Excellent post on XSL-List by Abel Braaksma on creating readable regex expressions in XSLT 2.0. He suggests always defining regular expressions in the content of a <xsl:variable>, using normal XML comments to annotate the different parts of the regex, and then using the x flag to ignore the extraneous whitespace that you’ve introduced.

Here’s a full example. Say that you want to parse a UK date. You could do:

<xsl:variable name="UKdate" as="xs:string">
  ([0-9]{,2})      <!-- group 1 holds the day: one or two digits -->
  /                <!-- separator -->
  ([0-9]{,2})      <!-- group 2 holds the month: one or two digits -->
  /                <!-- separator -->
  ([0-9]{2})       <!-- group 3 holds the year: two digits -->
</xsl:variable>

The variable is set to a string with lots of whitespace in it. The comments are, of course, ignored (when the XSLT stylesheet is initially compiled).

Then when you want to use the regular expression, use the x flag. This ignores all whitespace in the regular expression. For example:

<xsl:if test="matches(@date, $UKdate, 'x')">
  <xsl:analyze-string select="@date" regex="{$UKdate}" flags="x">
    ...
  </xsl:analyze-string>
</xsl:if>

(I know I don’t need to do the <xsl:if>, I’m just trying to show how you’d use the regular expression in a function call as well.)

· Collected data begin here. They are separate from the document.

//! Builder para `TaskStep`.
//!
//! Notas de diseño
//! - El builder acumula la configuración y la entrega completa a la cola
//!   con el terminal `enqueue_to`: el scheduler jamás observa un step a
//!   medio configurar.
//! - `enqueue_to` consume el builder, de modo que el doble encolado del
//!   mismo builder es irrepresentable.
//! - Sin `with_retries` el step tiene un único intento cuya condición se
//!   sondea indefinidamente (acotada sólo por `with_timeout`); con
//!   `with_retries` cada intento dispone de su ventana y el step falla al
//!   cerrarse la última.
//!
//! Ejemplo de uso:
//!
//! ```ignore
//! TaskBuilder::create("open merchant window")
//!     .with_action(|ctx| { /* pedir apertura */ Ok(()) })
//!     .with_condition(|ctx| /* ¿ventana lista? */ false)
//!     .with_retries(5, [Duration::from_secs(2), Duration::from_secs(1)])
//!     .enqueue_to(&mut queue);
//! ```

use std::time::Duration;

use crate::engine::{QueueControl, TaskQueue};
use crate::errors::StepError;
use crate::event::EventBus;
use crate::step::{PostDelay, RetryPolicy, StepAction, StepCondition, StepSnapshot, TaskStep};
use crate::time::Clock;

#[derive(Debug)]
pub struct TaskBuilder {
    step: TaskStep,
}

impl TaskBuilder {
    /// Arranca la construcción de un step con nombre legible. El nombre es
    /// además la clave de su metadata.
    pub fn create(name: impl Into<String>) -> Self {
        Self { step: TaskStep::new(name.into()) }
    }

    /// Acción con efectos, ejecutada a lo sumo una vez por intento. Un
    /// `Err` marca el step `Failed` de inmediato, sin reintentos.
    pub fn with_action(mut self, action: impl StepAction + 'static) -> Self {
        self.step.action = Some(Box::new(action));
        self
    }

    /// Acción alternativa para los intentos 2..n (el primer intento corre
    /// siempre la acción principal).
    pub fn with_retry_action(mut self, action: impl StepAction + 'static) -> Self {
        self.step.retry_action = Some(Box::new(action));
        self
    }

    /// Condición de avance, sondeada una vez por tick. Sin condición el
    /// step queda listo en el primer tick.
    pub fn with_condition(mut self, condition: impl StepCondition + 'static) -> Self {
        self.step.condition = Some(Box::new(condition));
        self
    }

    /// Reintentos acotados: hasta `max_attempts` intentos, separados por
    /// las ventanas de `delays` (el último valor se repite).
    pub fn with_retries(mut self, max_attempts: u32, delays: impl IntoIterator<Item = Duration>) -> Self {
        self.step.retry = Some(RetryPolicy::new(max_attempts, delays.into_iter().collect()));
        self
    }

    /// Presupuesto de tiempo total del step, desde su arranque. Al vencer,
    /// el step pasa a `TimedOut` sin importar la política de reintentos.
    pub fn with_timeout(mut self, budget: Duration) -> Self {
        self.step.timeout = Some(budget);
        self
    }

    /// Tiempo muerto tras el éxito, antes de avanzar al siguiente step.
    pub fn with_delay(mut self, delay: Duration) -> Self {
        self.step.post_delay = Some(PostDelay::Fixed(delay));
        self
    }

    /// Variante calculada a partir del step ya completado.
    pub fn with_delay_fn(mut self, f: impl Fn(&StepSnapshot) -> Duration + 'static) -> Self {
        self.step.post_delay = Some(PostDelay::PerStep(Box::new(f)));
        self
    }

    /// Callback de transición terminal a `Failed`/`Cancelled`/`TimedOut`.
    /// Se invoca exactamente una vez.
    pub fn on_failed_or_cancelled(mut self,
                                  hook: impl FnMut(&StepSnapshot, Option<&StepError>, &mut QueueControl) + 'static)
                                  -> Self {
        self.step.on_failed_or_cancelled = Some(Box::new(hook));
        self
    }

    /// Callback de reintentos agotados. Se invoca exactamente una vez,
    /// antes que `on_failed_or_cancelled`.
    pub fn on_max_retries_exceeded(mut self,
                                   hook: impl FnMut(&StepSnapshot, &mut QueueControl) + 'static)
                                   -> Self {
        self.step.on_max_retries_exceeded = Some(Box::new(hook));
        self
    }

    /// Terminal: entrega el step inmutable a la cola. Consume el builder.
    pub fn enqueue_to<C: Clock, B: EventBus>(self, queue: &mut TaskQueue<C, B>) {
        queue.push_step(self.step);
    }

    // ------------------------------------------------------------------
    // Atajos de conveniencia
    // ------------------------------------------------------------------

    /// Encola un step de sólo-acción: corre la acción y queda listo en el
    /// mismo tick.
    pub fn add_action<C: Clock, B: EventBus>(queue: &mut TaskQueue<C, B>,
                                             name: impl Into<String>,
                                             action: impl StepAction + 'static) {
        Self::create(name).with_action(action).enqueue_to(queue);
    }

    /// Encola un step de espera pura: sin acción ni condición, sólo el
    /// tiempo muerto antes de dejar avanzar el cursor.
    pub fn add_delay<C: Clock, B: EventBus>(queue: &mut TaskQueue<C, B>, delay: Duration) {
        Self::create(format!("delay {}ms", delay.as_millis())).with_delay(delay)
                                                             .enqueue_to(queue);
    }
}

Even if you don’t want to document your regular expressions (David C.), it’s a good idea to define them in variables. I’ve been caught out a number of times accidentally doing something like:

<xsl:analyze-string select="$n" regex="[0-9]{2}">
  ...
</xsl:analyze-string>

which of course matches any two digit number where the second digit is a 2. (The problem’s that the regex attribute value template, so the {}s are replaced by the result of evaluating their content, leaving the regular expression [0-9]2.) Using the content of an <xsl:variable> is a good idea as well, because it means you don’t have to escape quotes and apostrophes: regex syntax is enough of a headache without worrying about extra levels of escaping.